Она снова посмотрела на меня, на этот раз прямо в лицо. Глаза ее, казалось, еще улыбались, но изгиб рта выражал удивленье, недоверие, невыразимое упрямство.
- Эта маленькая интриганка обвела вас вокруг пальца.
- Не ввергайте ее в отчаяние, - сказал я. - Господь это запрещает.
На какое-то мгновение я ушел в себя. Дрова шипели в камине. Через открытое окно, сквозь муслиновые занавеси, виднелась огромная лужайка, окаймленная темной стеной сосен, и над ней - безмолвное небо. Это напоминало пруд со стоячей водой. Слова, которые я только что произнес, ошеломили меня самого. Они были так далеки от того, о чем я думал еще четверть часа назад! И я чувствовал всю их непоправимость, теперь я должен был идти до конца. Да и женщина, сидевшая передо мной, тоже вовсе не походила на ту, которую я себе представлял.
- Господин кюре, - заговорила вновь она, - я не сомневаюсь в ваших добрых намерениях, в самых лучших даже. И, поскольку вы сами охотно признаете свою неопытность, я не стану на ней останавливаться. Впрочем, есть обстоятельства, в которых мужчина, опытен он или не опытен, все равно ничего не поймет. Только женщины способны глядеть на них прямо.
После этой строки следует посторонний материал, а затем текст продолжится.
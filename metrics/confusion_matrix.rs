use super::StreamingMetric;
use ndarray::prelude::*;

/// A square matrix of counts where entry `(label, prediction)` is the number of examples with true class `label` that were predicted as class `prediction`.
#[derive(Clone, Debug, PartialEq)]
pub struct ConfusionMatrix {
	//                          label    prediction
	//                            |          |
	//                            v          v
	/// The shape of the counts is (n_classes x n_classes).
	counts: Array2<u64>,
}

impl ConfusionMatrix {
	pub fn new(n_classes: usize) -> Self {
		Self {
			counts: Array2::zeros((n_classes, n_classes)),
		}
	}

	pub fn n_classes(&self) -> usize {
		self.counts.nrows()
	}

	pub fn view(&self) -> ArrayView2<u64> {
		self.counts.view()
	}

	pub fn get(&self, label: usize, prediction: usize) -> u64 {
		self.counts[(label, prediction)]
	}

	/// The total number of examples counted.
	pub fn n_examples(&self) -> u64 {
		self.counts.sum()
	}

	/// The number of examples whose true class is `label`.
	pub fn n_labeled(&self, label: usize) -> u64 {
		self.counts.row(label).sum()
	}

	/// The number of examples predicted as class `prediction`.
	pub fn n_predicted(&self, prediction: usize) -> u64 {
		self.counts.column(prediction).sum()
	}

	/// The number of examples whose prediction matched the label.
	pub fn n_correct(&self) -> u64 {
		self.counts.diag().sum()
	}

	pub fn clear(&mut self) {
		self.counts.fill(0);
	}
}

impl StreamingMetric<'_> for ConfusionMatrix {
	type Input = (usize, usize);
	type Output = Array2<u64>;

	/// Count one `(label, prediction)` pair. Both must be less than `n_classes()`.
	fn update(&mut self, (label, prediction): Self::Input) {
		self.counts[(label, prediction)] += 1;
	}

	fn merge(&mut self, other: Self) {
		self.counts += &other.counts;
	}

	fn finalize(self) -> Self::Output {
		self.counts
	}
}

#[test]
fn test_update() {
	let mut confusion_matrix = ConfusionMatrix::new(3);
	for &pair in [(0, 0), (1, 1), (2, 1), (0, 0)].iter() {
		confusion_matrix.update(pair);
	}
	assert_eq!(confusion_matrix.n_examples(), 4);
	assert_eq!(confusion_matrix.n_correct(), 3);
	assert_eq!(confusion_matrix.n_labeled(0), 2);
	assert_eq!(confusion_matrix.n_predicted(1), 2);
	let expected: Array2<u64> = arr2(&[[2, 0, 0], [0, 1, 0], [0, 1, 0]]);
	assert_eq!(confusion_matrix.finalize(), expected);
}

#[test]
fn test_merge() {
	let mut a = ConfusionMatrix::new(2);
	a.update((0, 1));
	let mut b = ConfusionMatrix::new(2);
	b.update((0, 1));
	b.update((1, 1));
	a.merge(b);
	assert_eq!(a.get(0, 1), 2);
	assert_eq!(a.get(1, 1), 1);
	assert_eq!(a.n_examples(), 3);
	a.clear();
	assert_eq!(a.n_examples(), 0);
}
use thiserror::Error;

/// Identifies which of the two label sequences passed to [`ClassificationReport::accumulate`](struct.ClassificationReport.html#method.accumulate) was invalid.
#[derive(Clone, Copy, Debug, PartialEq, Eq)]
pub enum LabelsParameter {
	TrueLabels,
	PredictedLabels,
}

impl std::fmt::Display for LabelsParameter {
	fn fmt(&self, f: &mut std::fmt::Formatter<'_>) -> std::fmt::Result {
		match self {
			LabelsParameter::TrueLabels => write!(f, "true labels"),
			LabelsParameter::PredictedLabels => write!(f, "predicted labels"),
		}
	}
}

#[derive(Debug, Error, PartialEq)]
pub enum ClassificationReportError {
	#[error("at least one class name is required")]
	EmptyClassSet,
	#[error("{parameter}: label {label} at position {position} is not a class index in 0..{n_classes}")]
	LabelOutOfRange {
		parameter: LabelsParameter,
		position: usize,
		label: usize,
		n_classes: usize,
	},
	#[error("received {n_labels} true labels but {n_predictions} predicted labels")]
	LengthMismatch {
		n_labels: usize,
		n_predictions: usize,
	},
	#[error("cannot merge reports computed over different classes")]
	ClassSetMismatch,
}

#[test]
fn test_error_names_parameter() {
	let error = ClassificationReportError::LabelOutOfRange {
		parameter: LabelsParameter::PredictedLabels,
		position: 3,
		label: 7,
		n_classes: 2,
	};
	assert_eq!(
		error.to_string(),
		"predicted labels: label 7 at position 3 is not a class index in 0..2"
	);
}
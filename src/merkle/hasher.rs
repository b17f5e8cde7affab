//! Pair-wise SHA-256 tree reduction.

use crate::constant::{ceil_log2, zero_hash, MIN_PARALLELIZATION_SIZE};
use crate::error::MerkleError;
use crate::types::{chunk_of_u64, hash_pair, Chunk};
use rayon::prelude::*;

/// Hash every adjacent pair of `input` blocks into `output`, splitting the
/// level across the default worker count.
pub fn build_parent_tree_roots(output: &mut [Chunk], input: &[Chunk]) -> Result<(), MerkleError> {
    let workers = rayon::current_num_threads().saturating_sub(1).max(1);
    build_parent_tree_roots_with_workers(output, input, workers)
}

/// Hash every adjacent pair of `input` blocks into `output` using up to
/// `workers` parallel workers on disjoint adjacent windows. Each worker
/// reduces `2 * group_size` input blocks into `group_size` output blocks;
/// the tail window may be shorter. Output order matches the input
/// partitioning exactly.
pub fn build_parent_tree_roots_with_workers(
    output: &mut [Chunk],
    input: &[Chunk],
    workers: usize,
) -> Result<(), MerkleError> {
    if input.len() % 2 != 0 {
        return Err(MerkleError::OddLengthTreeRoots);
    }
    debug_assert_eq!(output.len(), input.len() / 2);

    if input.len() < MIN_PARALLELIZATION_SIZE || workers <= 1 {
        hash_level(output, input);
        return Ok(());
    }

    let group_size = (output.len() / workers).max(1);
    output
        .par_chunks_mut(group_size)
        .zip(input.par_chunks(2 * group_size))
        .for_each(|(out, inp)| hash_level(out, inp));
    Ok(())
}

fn hash_level(output: &mut [Chunk], input: &[Chunk]) {
    for (out, pair) in output.iter_mut().zip(input.chunks_exact(2)) {
        *out = hash_pair(&pair[0], &pair[1]);
    }
}

/// Merkle root of `leaves` under a virtual tree of the given depth. An
/// empty input is the all-zero subtree; an odd level is closed with the
/// zero-hash of that level. One scratch buffer of `(n + 1) / 2` chunks is
/// alternated with the input per level.
pub fn root_with_depth(leaves: &[Chunk], depth: u32) -> Result<Chunk, MerkleError> {
    if leaves.is_empty() {
        return Ok(zero_hash(depth));
    }

    let mut current = leaves.to_vec();
    let mut buffer = vec![Chunk::ZERO; (leaves.len() + 1) / 2];
    for level in 0..depth {
        if current.len() % 2 == 1 {
            current.push(zero_hash(level));
        }
        let parents = current.len() / 2;
        build_parent_tree_roots(&mut buffer[..parents], &current)?;
        std::mem::swap(&mut current, &mut buffer);
        current.truncate(parents);
    }

    if current.len() != 1 {
        return Err(MerkleError::InputExceedsLimit);
    }
    Ok(current[0])
}

/// Merkle root of `leaves` padded virtually to `limit` leaves.
pub fn root_with_max_leaves(leaves: &[Chunk], limit: u64) -> Result<Chunk, MerkleError> {
    root_with_depth(leaves, ceil_log2(limit))
}

/// The SSZ length mix-in: `SHA256(root || u64_le(length) || 0^24)`.
#[inline]
pub fn mix_in_length(root: &Chunk, length: u64) -> Chunk {
    hash_pair(root, &chunk_of_u64(length))
}

#[cfg(test)]
mod tests {
    use super::*;
    use rand::{rngs::StdRng, Rng, SeedableRng};

    fn chunk(fill: u8) -> Chunk {
        Chunk::repeat_byte(fill)
    }

    /// Four chunks reduce to `SHA256(SHA256(A||B) || SHA256(C||D))`.
    #[test]
    fn test_four_chunk_root() {
        let (a, b, c, d) = (chunk(1), chunk(2), chunk(3), chunk(4));
        let expected = hash_pair(&hash_pair(&a, &b), &hash_pair(&c, &d));
        assert_eq!(root_with_depth(&[a, b, c, d], 2).unwrap(), expected);
    }

    #[test]
    fn test_odd_level_closed_with_zero_hash() {
        let a = chunk(7);
        // depth 2 over a single leaf: H(H(a || 0) || H(0 || 0))
        let expected = hash_pair(&hash_pair(&a, &zero_hash(0)), &zero_hash(1));
        assert_eq!(root_with_depth(&[a], 2).unwrap(), expected);
    }

    #[test]
    fn test_empty_input_is_zero_subtree() {
        for depth in [0u32, 1, 13, 40] {
            assert_eq!(root_with_depth(&[], depth).unwrap(), zero_hash(depth));
        }
    }

    #[test]
    fn test_odd_length_level_rejected() {
        let mut out = [Chunk::ZERO; 1];
        let input = [chunk(1); 3];
        assert_eq!(
            build_parent_tree_roots(&mut out, &input),
            Err(MerkleError::OddLengthTreeRoots)
        );
    }

    /// The parallel reduction must produce the same blocks as a single
    /// worker for inputs both below and above the parallelization cutoff.
    #[test]
    fn test_parallel_matches_serial() {
        let mut rng = StdRng::seed_from_u64(42);
        for len in [2usize, 64, 4096, 8192, 8192 + 2] {
            let input: Vec<Chunk> = (0..len).map(|_| Chunk::from(rng.gen::<[u8; 32]>())).collect();
            let mut serial = vec![Chunk::ZERO; len / 2];
            let mut parallel = vec![Chunk::ZERO; len / 2];

            build_parent_tree_roots_with_workers(&mut serial, &input, 1).unwrap();
            for workers in [2, 3, 7] {
                build_parent_tree_roots_with_workers(&mut parallel, &input, workers).unwrap();
                assert_eq!(serial, parallel, "len={len} workers={workers}");
            }
        }
    }

    #[test]
    fn test_mix_in_length() {
        let root = chunk(9);
        assert_eq!(mix_in_length(&root, 4), hash_pair(&root, &chunk_of_u64(4)));
    }
}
Вы, мужчины, видите лишь то, что на поверхности. А бывает, что смута...
- У всех смут - один отец, и это - отец лжи.
- Смута смуте рознь.
- Конечно, - сказал я, - но зато мы знаем, что порядок - един, и в основе его - Милосердие.
Она расхохоталась, злобно, ожесточенно.
- Я, разумеется, не ждала... - начала она. Я думаю, она прочла в моих глазах удивленье, жалость, потому что тотчас взяла себя в руки.
- Что вам известно? Что она вам рассказала? Молодые девицы вечно чувствуют себя несчастными, непонятыми. И всегда находятся простаки, которые им верят...
Я смотрел ей прямо в глаза. Как только я осмелился говорить с ней таким тоном?
- Вы не любите свою дочь, - сказал я.
- Вы не смеете!..
- Сударыня, Господь Бог свидетель, я шел сюда утром с намерением быть полезным вам всем. И я слишком глуп, чтобы заранее все обдумать. Вы сами продиктовали мне эти слова, и я сожалею, что они вас оскорбили.
- Вы что же, полагаете, вам дана власть читать в моем сердце?